**TASK PROMPT:** Find every line below where the word "period" occurs. Then say how many there are, giving only the number.

**SUPPLIED DATA:**

○ ○ ○ ○ ○

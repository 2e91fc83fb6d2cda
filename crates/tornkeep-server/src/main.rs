//! tornkeep binary: the process around the Torn data store.
//!
//! Loads configuration, initializes structured logging, opens the store
//! behind the migration gate, and runs one command:
//!
//! - `serve` -- the read-only query API (default)
//! - `migrate` -- apply pending schema migrations and exit
//! - `maintain [--month YYYY-MM]` -- summarize then prune one month
//! - `backup [--dir DIR]` -- write a consistent copy of the database
//! - `health` -- print schema version, row counts and history ages
//!
//! Scheduling is external: run `maintain` from cron (or any timer) once a
//! month. Any failure exits non-zero before the listener is bound.

mod commands;
mod config;
mod error;

use std::path::PathBuf;

use clap::{Parser, Subcommand};
use tracing::info;
use tracing_subscriber::EnvFilter;

use crate::config::{LogFormat, LoggingConfig, TornkeepConfig};
use crate::error::ServerError;

#[derive(Parser, Debug)]
#[command(author, version, about = "Torn game-data store", long_about = None)]
struct Cli {
    #[command(subcommand)]
    command: Option<Command>,
}

#[derive(Subcommand, Debug)]
enum Command {
    /// Serve the read-only query API.
    Serve,
    /// Apply pending schema migrations and exit.
    Migrate,
    /// Summarize and prune one month (the previous calendar month by default).
    Maintain {
        /// Month to process, as `YYYY-MM`.
        #[arg(long, value_parser = commands::parse_month)]
        month: Option<(i32, u32)>,
    },
    /// Write a backup of the database.
    Backup {
        /// Destination directory (defaults to `backup.dir`).
        #[arg(long)]
        dir: Option<PathBuf>,
    },
    /// Print health metrics as JSON.
    Health,
}

/// Application entry point.
///
/// # Errors
///
/// Returns an error if configuration, the migration gate, or the command
/// fails.
#[tokio::main]
async fn main() -> Result<(), ServerError> {
    let cli = Cli::parse();
    let config = TornkeepConfig::load()?;
    init_logging(&config.logging);

    info!(
        database = %config.database.path.display(),
        horizon_days = config.retention.horizon_days,
        "tornkeep starting"
    );

    match cli.command.unwrap_or(Command::Serve) {
        Command::Serve => commands::serve(&config).await,
        Command::Migrate => commands::migrate(&config).await,
        Command::Maintain { month } => commands::maintain(&config, month).await,
        Command::Backup { dir } => commands::backup(&config, dir.as_deref()).await,
        Command::Health => commands::health(&config).await,
    }
}

/// Initialize the global tracing subscriber. `RUST_LOG` wins over the
/// configured level.
fn init_logging(logging: &LoggingConfig) {
    let filter =
        EnvFilter::try_from_default_env().unwrap_or_else(|_| EnvFilter::new(&logging.level));
    let builder = tracing_subscriber::fmt()
        .with_env_filter(filter)
        .with_target(true)
        .with_writer(std::io::stderr);
    match logging.format {
        LogFormat::Text => builder.init(),
        LogFormat::Json => builder.json().init(),
    }
}
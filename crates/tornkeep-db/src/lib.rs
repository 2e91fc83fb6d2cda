//! Embedded `SQLite` store for Torn game data.
//!
//! One database file holds current entity state, append-only observation
//! history, monthly summaries and the schema version table. All access goes
//! through a [`Store`] handle, which owns a single-connection writer pool and
//! a read-only reader pool over the same file.
//!
//! # Data flow
//!
//! ```text
//! Snapshot
//!     |
//!     +-- Ingestor --+-- StateStore      (players, factions: upsert)
//!     |              +-- HistoryRecorder (*_history: append)
//!     |
//! Maintenance (monthly)
//!     |-- Summarizer (history -> *_summary, idempotent)
//!     +-- Pruner     (delete history older than the horizon, gated)
//!
//! QueryGateway (read-only pool) -- paginated reads over every table
//! ```
//!
//! # Modules
//!
//! - [`sqlite`] -- Pools, [`StoreConfig`] and the [`Store`] handle
//! - [`schema`] / [`migrations`] -- Versioned forward-only migrations
//! - [`state_store`] -- Current player and faction state
//! - [`history`] -- Append-only observation history
//! - [`summarizer`] / [`period`] -- Per-period summaries
//! - [`pruner`] -- Retention pruning gated on summaries
//! - [`maintenance`] -- Monthly summarize-then-prune cycle
//! - [`query`] / [`filter`] / [`render`] -- Query Gateway
//! - [`health`] -- Health metrics and backup
//! - [`ingest`] -- Snapshot routing
//! - [`catalog`] -- Table and column allow-list
//! - [`clock`] -- Time source
//! - [`error`] -- Error types

pub mod catalog;
pub mod clock;
pub mod error;
pub mod filter;
pub mod health;
pub mod history;
pub mod ingest;
pub mod maintenance;
pub mod migrations;
pub mod period;
pub mod pruner;
pub mod query;
pub mod render;
pub mod schema;
pub mod sqlite;
pub mod state_store;
pub mod summarizer;

// Re-export primary types for convenience.
pub use clock::{Clock, ManualClock, SystemClock};
pub use error::{
    DbError, MaintenanceError, MigrationError, PruneError, QueryError, SummarizeError, WriteError,
};
pub use health::{HealthReport, HistoryAge, TableCount};
pub use history::{FactionHistoryRecord, HistoryRecorder, PlayerStatsRecord};
pub use ingest::{IngestOutcome, Ingestor};
pub use maintenance::{DEFAULT_HORIZON_DAYS, KindReport, Maintenance, MaintenanceReport};
pub use migrations::{LATEST_VERSION, Migration};
pub use period::Period;
pub use pruner::{PruneStats, Pruner};
pub use query::{PagedRows, QueryConfig, QueryGateway, QueryRequest, TableInfo};
pub use render::Cell;
pub use schema::SchemaManager;
pub use sqlite::{Store, StoreConfig};
pub use state_store::{FactionRecord, PlayerRecord, StateStore};
pub use summarizer::{Summarizer, SummaryDetails, SummaryRecord, SummaryStats, TrackedField};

○ ○ ○ ○ ○

**RESPONSE AREA:** 3